His new book, When the Bones Speak: The Living, the Dead, and the Sacrifice of Okinawa, an ethnography of laborers, artists, ethnologists, political activists, shaman and the dead in Japan, will be published by Duke University Press in the spring of 2025.
About the film:
Izaihō
Directed by NOMURA Gakuya • 1967 • Documentary • 49 minutes • Presented in Japanese with English subtitles • Trailer
Kudaka Island is a half-agricultural and half-fishing remote island where the men run the fishing industry and the women do the agriculture. Life on the small island is not easy. They share the scarce water and share the land fairly with an allotment system. When the boys become men, they all go out the sea. The women come together around the rituals, praying for the safety of the journeying men and protection of the island. The men are fishermen and travelers, and the women are priestesses who protect them. Kudaka Island has long been known as the “island of the gods,” and 30 yearly rituals embedded into island life are solemnly passed down by the islanders even to this day. Held once every 12 years on the year of the horse, Izaihō is Kudaka Island’s greatest ritual. During Izaihō, women from the ages of 30 to 41 who were born on and live on the island become gods.
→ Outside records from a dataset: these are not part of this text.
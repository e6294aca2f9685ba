use std::path::Path;

use crate::{SourceError, StreamFormat, Video};

pub mod ffmpeg;
pub mod ytdlp;

/// Resolves and downloads content from the video platform.
///
/// Both operations block until the underlying transfer is done; async callers
/// are expected to run them on a blocking worker.
pub trait VideoSource {
    fn resolve(&self, url: &str) -> Result<Video, SourceError>;

    /// Writes `stream` of `video` to `dest`, which must not exist yet
    fn download(&self, video: &Video, stream: &StreamFormat, dest: &Path)
        -> Result<(), SourceError>;
}

pub trait AudioProcessor {
    /// Extracts the audio track of `src` into an mp3 at `dest`, which must not exist yet
    fn extract_audio(&self, src: &Path, dest: &Path) -> Result<(), SourceError>;
}
use tracing_bunyan_formatter::{BunyanFormattingLayer, JsonStorageLayer};
use tracing_subscriber::{fmt, layer::SubscriberExt, util::SubscriberInitExt, EnvFilter};

/// Installs the global subscriber.
///
/// Verbosity comes from `RUST_LOG` (defaults to `info`). Set `LOG_FORMAT=json`
/// for bunyan-style JSON lines instead of the human readable output.
pub fn init_tracing_subscriber() -> anyhow::Result<()> {
    let env_filter = EnvFilter::try_from_default_env().unwrap_or_else(|_| EnvFilter::new("info"));
    let registry = tracing_subscriber::registry().with(env_filter);

    match std::env::var("LOG_FORMAT").as_deref() {
        Ok("json") => registry
            .with(JsonStorageLayer)
            .with(BunyanFormattingLayer::new(
                env!("CARGO_PKG_NAME").into(),
                std::io::stderr,
            ))
            .try_init()?,
        _ => registry
            .with(
                fmt::layer()
                    .with_target(false)
                    .with_writer(std::io::stderr),
            )
            .try_init()?,
    }

    Ok(())
}
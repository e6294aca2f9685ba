use std::path::PathBuf;

use stream_source::{AudioProcessor, VideoSource};

use crate::{yt::ChannelScraper, DownloadOrchestrator, Fetcher, Mode};

pub struct DownloadOrchestratorBuilder<S = (), A = (), C = ()> {
    output_dir: PathBuf,
    video_source: S,
    audio_processor: A,
    channel_scraper: C,
    mode: Mode,
    max_concurrent_downloads: usize,
}

impl DownloadOrchestratorBuilder {
    pub fn new(output_dir: impl Into<PathBuf>) -> Self {
        Self {
            output_dir: output_dir.into(),
            video_source: (),
            audio_processor: (),
            channel_scraper: (),
            mode: Mode::default(),
            max_concurrent_downloads: 4,
        }
    }
}

impl<S, A, C> DownloadOrchestratorBuilder<S, A, C> {
    pub fn video_source<S2: VideoSource + Send + Sync + 'static>(
        self,
        video_source: S2,
    ) -> DownloadOrchestratorBuilder<S2, A, C> {
        DownloadOrchestratorBuilder {
            output_dir: self.output_dir,
            video_source,
            audio_processor: self.audio_processor,
            channel_scraper: self.channel_scraper,
            mode: self.mode,
            max_concurrent_downloads: self.max_concurrent_downloads,
        }
    }

    pub fn audio_processor<A2: AudioProcessor + Send + Sync + 'static>(
        self,
        audio_processor: A2,
    ) -> DownloadOrchestratorBuilder<S, A2, C> {
        DownloadOrchestratorBuilder {
            output_dir: self.output_dir,
            video_source: self.video_source,
            audio_processor,
            channel_scraper: self.channel_scraper,
            mode: self.mode,
            max_concurrent_downloads: self.max_concurrent_downloads,
        }
    }

    pub fn channel_scraper<C2: ChannelScraper>(
        self,
        channel_scraper: C2,
    ) -> DownloadOrchestratorBuilder<S, A, C2> {
        DownloadOrchestratorBuilder {
            output_dir: self.output_dir,
            video_source: self.video_source,
            audio_processor: self.audio_processor,
            channel_scraper,
            mode: self.mode,
            max_concurrent_downloads: self.max_concurrent_downloads,
        }
    }

    pub fn mode(mut self, mode: Mode) -> Self {
        self.mode = mode;
        self
    }

    /// Caps how many downloads run at once; `0` lifts the cap
    pub fn max_concurrent_downloads(mut self, max_concurrent_downloads: usize) -> Self {
        self.max_concurrent_downloads = max_concurrent_downloads;
        self
    }
}

impl<S, A, C> DownloadOrchestratorBuilder<S, A, C>
where
    S: VideoSource + Send + Sync + 'static,
    A: AudioProcessor + Send + Sync + 'static,
    C: ChannelScraper,
{
    pub fn build(self) -> DownloadOrchestrator<S, A, C> {
        DownloadOrchestrator::new(
            self.output_dir,
            self.mode,
            Fetcher::new(self.video_source, self.audio_processor),
            self.channel_scraper,
            self.max_concurrent_downloads,
        )
    }
}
This film captures the Izaihō performed in 1966. The ritual was held once more in 1978 and then vanished — an unusual occurrence. While many of Japan’s festivals and rituals are becoming mere charades as they transform into tourist attractions in order to survive, Izaihō disappeared while it was still in practice and remained representative of the spirit of the people of Kudaka Island.
This is the final event of our Keep Dancin’, Okinawa! film series, in celebration of Okinawan stories, culture, and history.
Free admission. Register below.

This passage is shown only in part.